(Beginning of Given data)

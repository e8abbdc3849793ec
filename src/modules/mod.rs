pub mod descriptor;
pub mod loader;
pub mod path_resolver;

pub use descriptor::FrameworkDescriptor;
pub use loader::{
    framework_module_path, load_modules, FrameworkModule, LoadedModules, TargetModule,
};
pub use path_resolver::{resolve, PathResolutionError};

#[derive(Debug, thiserror::Error)]
pub enum ModuleLoadError {
    #[error(transparent)]
    Location(#[from] PathResolutionError),
    #[error("target module not found: {path}")]
    TargetMissing { path: String },
    #[error("target module is not a file: {path}")]
    TargetNotFile { path: String },
    #[error("framework module for {target} not found at {expected}")]
    FrameworkMissing { target: String, expected: String },
    #[error("failed to read module {path}: {source}")]
    Read {
        path: String,
        #[source]
        source: std::io::Error,
    },
    #[error("invalid framework descriptor {path}: {source}")]
    Descriptor {
        path: String,
        #[source]
        source: serde_yaml::Error,
    },
    #[error("invalid framework descriptor {path}: {reason}")]
    InvalidDescriptor { path: String, reason: String },
    #[error("framework `{framework}` declares no isolation host")]
    HostUndeclared { framework: String },
    #[error("isolation host for `{framework}` not found: {host}")]
    HostMissing { framework: String, host: String },
    #[error("failed to start isolation host {host}: {source}")]
    HostSpawn {
        host: String,
        #[source]
        source: std::io::Error,
    },
}
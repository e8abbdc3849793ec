use std::sync::{Condvar, Mutex, MutexGuard, PoisonError};
use std::time::{Duration, Instant};

/// Single-shot result slot. The first `fill` wins; readers block until it
/// happens.
#[derive(Debug, Default)]
pub struct TerminalSlot {
    state: Mutex<Option<String>>,
    ready: Condvar,
}

impl TerminalSlot {
    pub fn new() -> Self {
        Self::default()
    }

    fn lock(&self) -> MutexGuard<'_, Option<String>> {
        self.state.lock().unwrap_or_else(PoisonError::into_inner)
    }

    /// Returns `false` when the slot already held a message.
    pub fn fill(&self, message: &str) -> bool {
        let mut state = self.lock();
        if state.is_some() {
            return false;
        }
        *state = Some(message.to_string());
        drop(state);
        self.ready.notify_all();
        true
    }

    pub fn is_filled(&self) -> bool {
        self.lock().is_some()
    }

    pub fn peek(&self) -> Option<String> {
        self.lock().clone()
    }

    /// Blocks until the slot is filled. `None` means the timeout elapsed.
    pub fn wait(&self, timeout: Option<Duration>) -> Option<String> {
        let mut state = self.lock();
        let deadline = timeout.map(|t| Instant::now() + t);
        loop {
            if let Some(message) = state.as_ref() {
                return Some(message.clone());
            }
            match deadline {
                None => {
                    state = self
                        .ready
                        .wait(state)
                        .unwrap_or_else(PoisonError::into_inner);
                }
                Some(deadline) => {
                    let now = Instant::now();
                    if now >= deadline {
                        return None;
                    }
                    let (next, _) = self
                        .ready
                        .wait_timeout(state, deadline - now)
                        .unwrap_or_else(PoisonError::into_inner);
                    state = next;
                }
            }
        }
    }
}

#[cfg(test)]
mod tests {
    use super::*;
    use std::sync::Arc;
    use std::thread;

    #[test]
    fn first_fill_wins() {
        let slot = TerminalSlot::new();
        assert!(slot.fill("one"));
        assert!(!slot.fill("two"));
        assert_eq!(slot.peek().as_deref(), Some("one"));
    }

    #[test]
    fn wait_blocks_until_another_thread_fills() {
        let slot = Arc::new(TerminalSlot::new());
        let writer = Arc::clone(&slot);
        let handle = thread::spawn(move || {
            thread::sleep(Duration::from_millis(20));
            writer.fill("<done/>");
        });
        assert_eq!(slot.wait(None).as_deref(), Some("<done/>"));
        handle.join().expect("join writer");
    }

    #[test]
    fn wait_gives_up_after_timeout() {
        let slot = TerminalSlot::new();
        assert_eq!(slot.wait(Some(Duration::from_millis(10))), None);
    }
}
use super::{
    fault_error, incompatible, Action, ActionExecutor, ActionKind, ControllerArgs,
    ControllerRegistry, TestController,
};
use crate::callback::{ActionReporter, CallbackHandler};
use crate::config::IsolationStrategy;
use crate::driver::DriverError;
use crate::modules::FrameworkModule;
use crate::shared::DriverLogger;
use std::sync::Arc;

/// Executes actions by calling the controller directly on the caller's
/// thread.
pub struct InProcessExecutor {
    framework: String,
    controller: Arc<dyn TestController>,
    log: DriverLogger,
}

impl InProcessExecutor {
    pub fn create(
        framework: &FrameworkModule,
        args: &ControllerArgs,
        registry: &ControllerRegistry,
        log: DriverLogger,
    ) -> Result<Self, DriverError> {
        let name = framework.name();
        let type_name = framework.descriptor.controller.as_str();

        let Some(factory) = registry.resolve(type_name) else {
            log.error(
                "dispatch.lookup_failed",
                &format!(
                    "controller type `{type_name}` is not registered (known: {})",
                    registry.type_names().join(", ")
                ),
            );
            return Err(incompatible(
                name,
                format!("controller type `{type_name}` not found"),
                &log,
            ));
        };

        let controller =
            factory(args).map_err(|fault| fault_error(name, ActionKind::Load, fault, &log))?;

        log.info(
            "dispatch.controller_created",
            &format!("in-process controller `{type_name}` for {}", args.target_path.display()),
        );
        Ok(Self {
            framework: name.to_string(),
            controller,
            log,
        })
    }
}

impl ActionExecutor for InProcessExecutor {
    fn strategy(&self) -> IsolationStrategy {
        IsolationStrategy::InProcess
    }

    fn framework(&self) -> &str {
        &self.framework
    }

    fn dispatch(&self, action: &Action, reporter: &dyn ActionReporter) -> Result<(), DriverError> {
        self.controller
            .invoke(action, reporter)
            .map_err(|fault| fault_error(&self.framework, action.kind(), fault, &self.log))
    }

    fn signal(&self, action: &Action) -> Result<(), DriverError> {
        let disposable = CallbackHandler::new(self.log.clone());
        self.dispatch(action, &disposable)
    }
}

(End of Given data)

• [Instructions for the task] Where does the word "expected" show up in the material? Copy out each line that has it.

• [Output below]
    #[error("framework module for {target} not found at {expected}")]
    FrameworkMissing { target: String, expected: String },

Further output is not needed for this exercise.